Moreover, regimens with higher cumulative doses of anthracycline plus taxane were associated with the greatest benefit, according to a report from Jeremy Braybrooke, BM, PhD, of University Hospitals Bristol in England, and colleagues of the Early Breast Cancer Trialists' Collaborative Group (EBCTCG).

"The large number of available trials makes this the first study to reliably show that anthracycline and taxane significantly reduces breast cancer recurrence and mortality compared with taxane regimens without anthracycline," the authors observed in .

"The finding that regimens with higher cumulative doses of anthracycline and taxane provide the greatest benefits ... challenges the current trend in clinical practice towards non-anthracycline chemotherapy, particularly shorter regimens, such as four cycles of docetaxel-cyclophosphamide," they added.

Specifically, the researchers found that among trials of taxane regimens with or without anthracycline involving about 18,000 women, recurrence rates were about 14% lower (RR 0.86, 95% CI 0.79-0.93) with taxane regimens including anthracycline than without anthracycline. This translated into an absolute reduction of 2.6% (95% CI 0.9-4.2) in 10-year recurrence risk, while 10-year breast cancer mortality was reduced by 1.6% (95% CI 0.1-3.1).

Furthermore, they found that the most definitive reductions in recurrence were seen when anthracycline was added concurrently to docetaxel plus cyclophosphamide, versus the same dose of docetaxel plus cyclophosphamide (10-year recurrence risk 12.3% vs 21.0%, RR 0.58, 95% CI 0.47-0.73). Meanwhile, there was no significant reduction in recurrence risk with sequential anthracycline plus taxane versus docetaxel plus cyclophosphamide (RR 0.94, 95% CI 0.83-1.06, P=0.30), suggesting that higher cumulative anthracycline and taxane doses in concurrent regimens were more efficacious.

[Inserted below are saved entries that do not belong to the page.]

//! # Shared Event Model (Capture Producers ↔ Analyzer)
//!
//! Defines the scheduling events and call-stack frames exchanged between
//! whatever produces a capture (trace conversion, symbolization) and the
//! thread-state analyzer. Serde support is opt-in through the `serde`
//! feature so producers that only need the types stay dependency-free.
//!
//! ## Event Kinds
//!
//! 1. **Sample** - CPU sample of one thread with its call stack
//! 2. **Context switch** - CPU moved from `old_tid` to `new_tid`; carries the
//!    outgoing thread's wait reason and the incoming thread's stack
//! 3. **Ready thread** - a waiting thread became runnable
//!
//! ## Key Types
//!
//! - [`Event`] - Tagged union of the three kinds above
//! - [`Frame`] - One call-stack frame, leaf-first ordering
//! - [`FrameSymbol`] - Resolved method name or raw address
//! - [`wait_reason`] - Platform wait-reason codes (0-36)

use std::fmt;

#[cfg(feature = "serde")]
use serde::{Deserialize, Serialize};

// ============================================================================
// Identifiers
// ============================================================================

/// Thread ID as recorded by the capture.
pub type ThreadId = u32;

/// Process ID as recorded by the capture.
pub type ProcessId = u32;

/// Module placeholder used in signatures when a frame has no module.
pub const UNKNOWN_MODULE: &str = "?";

// ============================================================================
// Call Stacks
// ============================================================================

/// Symbol part of a frame: either a resolved method or the raw code address.
#[derive(Debug, Clone, PartialEq, Eq, Hash)]
#[cfg_attr(feature = "serde", derive(Serialize, Deserialize))]
#[cfg_attr(feature = "serde", serde(rename_all = "snake_case"))]
pub enum FrameSymbol {
    /// Fully qualified method name from symbolization
    Method(String),
    /// Unresolved instruction address
    Address(u64),
}

/// A single call-stack frame.
///
/// Stacks are stored as `Vec<Frame>` ordered leaf-first: index 0 is the
/// innermost frame and each following element is its caller.
#[derive(Debug, Clone, PartialEq, Eq, Hash)]
#[cfg_attr(feature = "serde", derive(Serialize, Deserialize))]
pub struct Frame {
    /// Module (image) name without path, if known
    #[cfg_attr(feature = "serde", serde(default, skip_serializing_if = "Option::is_none"))]
    pub module: Option<String>,

    #[cfg_attr(feature = "serde", serde(flatten))]
    pub symbol: FrameSymbol,
}

impl Frame {
    /// Frame with a resolved method name.
    pub fn method(module: impl Into<String>, method: impl Into<String>) -> Self {
        Self { module: Some(module.into()), symbol: FrameSymbol::Method(method.into()) }
    }

    /// Frame that only has a raw address.
    pub fn address(module: Option<&str>, address: u64) -> Self {
        Self { module: module.map(str::to_owned), symbol: FrameSymbol::Address(address) }
    }

    /// Module name, or `?` when the frame has none.
    #[must_use]
    pub fn module_or_unknown(&self) -> &str {
        self.module.as_deref().unwrap_or(UNKNOWN_MODULE)
    }

    /// Frame signature in `module!method` form.
    ///
    /// Unresolved frames render their address in hex (`module!0x7ffe1234`),
    /// a missing module renders as `?`.
    #[must_use]
    pub fn signature(&self) -> String {
        self.to_string()
    }

    /// Returns true if the frame still carries a raw address.
    #[must_use]
    pub fn is_unresolved(&self) -> bool {
        matches!(self.symbol, FrameSymbol::Address(_))
    }
}

impl fmt::Display for Frame {
    fn fmt(&self, f: &mut fmt::Formatter<'_>) -> fmt::Result {
        match &self.symbol {
            FrameSymbol::Method(name) => write!(f, "{}!{name}", self.module_or_unknown()),
            FrameSymbol::Address(addr) => write!(f, "{}!0x{addr:x}", self.module_or_unknown()),
        }
    }
}

// ============================================================================
// Scheduling Events
// ============================================================================

/// A scheduling event from the capture.
///
/// Timestamps are milliseconds relative to capture start and must be
/// non-decreasing across the event sequence.
#[derive(Debug, Clone, PartialEq)]
#[cfg_attr(feature = "serde", derive(Serialize, Deserialize))]
#[cfg_attr(feature = "serde", serde(tag = "type", rename_all = "snake_case"))]
pub enum Event {
    /// CPU sample of a running thread
    Sample {
        timestamp: f64,
        pid: ProcessId,
        tid: ThreadId,
        #[cfg_attr(feature = "serde", serde(default))]
        stack: Vec<Frame>,
    },

    /// Processor switched from `old_tid` to `new_tid`
    ///
    /// `stack` is captured at the switch-in instant and belongs to `new_tid`.
    ContextSwitch {
        timestamp: f64,
        old_tid: ThreadId,
        new_tid: ThreadId,
        old_wait_reason: u32,
        #[cfg_attr(feature = "serde", serde(default))]
        stack: Vec<Frame>,
    },

    /// `awakened_tid` became eligible to run
    ReadyThread { timestamp: f64, awakened_tid: ThreadId },
}

impl Event {
    /// Timestamp of the event in milliseconds.
    #[must_use]
    pub fn timestamp(&self) -> f64 {
        match self {
            Event::Sample { timestamp, .. }
            | Event::ContextSwitch { timestamp, .. }
            | Event::ReadyThread { timestamp, .. } => *timestamp,
        }
    }

    /// Call stack carried by the event, if its kind has one.
    #[must_use]
    pub fn stack(&self) -> Option<&[Frame]> {
        match self {
            Event::Sample { stack, .. } | Event::ContextSwitch { stack, .. } => Some(stack),
            Event::ReadyThread { .. } => None,
        }
    }

    /// Mutable access to the call stack, used when symbolizing in place.
    pub fn stack_mut(&mut self) -> Option<&mut Vec<Frame>> {
        match self {
            Event::Sample { stack, .. } | Event::ContextSwitch { stack, .. } => Some(stack),
            Event::ReadyThread { .. } => None,
        }
    }
}

// ============================================================================
// Wait Reasons
// ============================================================================

/// Platform wait-reason codes carried by context switches.
///
/// Values follow the kernel's `KWAIT_REASON` enumeration.
pub mod wait_reason {
    pub const EXECUTIVE: u32 = 0;
    pub const FREE_PAGE: u32 = 1;
    pub const PAGE_IN: u32 = 2;
    pub const POOL_ALLOCATION: u32 = 3;
    pub const DELAY_EXECUTION: u32 = 4;
    pub const SUSPENDED: u32 = 5;
    pub const USER_REQUEST: u32 = 6;
    pub const WR_EXECUTIVE: u32 = 7;
    pub const WR_FREE_PAGE: u32 = 8;
    pub const WR_PAGE_IN: u32 = 9;
    pub const WR_POOL_ALLOCATION: u32 = 10;
    pub const WR_DELAY_EXECUTION: u32 = 11;
    pub const WR_SUSPENDED: u32 = 12;
    pub const WR_USER_REQUEST: u32 = 13;
    pub const WR_EVENT_PAIR: u32 = 14;
    pub const WR_QUEUE: u32 = 15;
    pub const WR_LPC_RECEIVE: u32 = 16;
    pub const WR_LPC_REPLY: u32 = 17;
    pub const WR_VIRTUAL_MEMORY: u32 = 18;
    pub const WR_PAGE_OUT: u32 = 19;
    pub const WR_RENDEZVOUS: u32 = 20;
    pub const WR_KEYED_EVENT: u32 = 21;
    pub const WR_TERMINATED: u32 = 22;
    pub const WR_PROCESS_IN_SWAP: u32 = 23;
    pub const WR_CPU_RATE_CONTROL: u32 = 24;
    pub const WR_CALLOUT_STACK: u32 = 25;
    pub const WR_KERNEL: u32 = 26;
    pub const WR_RESOURCE: u32 = 27;
    pub const WR_PUSH_LOCK: u32 = 28;
    pub const WR_MUTEX: u32 = 29;
    pub const WR_QUANTUM_END: u32 = 30;
    pub const WR_DISPATCH_INT: u32 = 31;
    pub const WR_PREEMPTED: u32 = 32;
    pub const WR_YIELD_EXECUTION: u32 = 33;
    pub const WR_FAST_MUTEX: u32 = 34;
    pub const WR_GUARDED_MUTEX: u32 = 35;
    pub const WR_RUNDOWN: u32 = 36;

    /// Highest code the wait-reason table knows about.
    pub const MAX_KNOWN: u32 = WR_RUNDOWN;
}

"For women with operable breast cancer at high enough risk of recurrence to be offered chemotherapy, our study shows that using both an anthracycline and a taxane, achieves the best results," Braybrooke said in a release. "This important finding should be considered in clinical practice as there has been a recent shift towards using shorter chemotherapy regimens that include a taxane but not an anthracycline; our research demonstrates that this is less effective than combination treatment."

Braybrooke and his colleagues noted that concerns about the short-term and long-term side effects of anthracyclines has led to increased use of taxane chemotherapy without an anthracycline.

"Long-term dose-dependent risks of acute myeloid leukemia (AML) and heart failure with anthracyclines are well established," they wrote, adding that the benefits of chemotherapy need to outweigh the short- and long-term risk associated with treatment.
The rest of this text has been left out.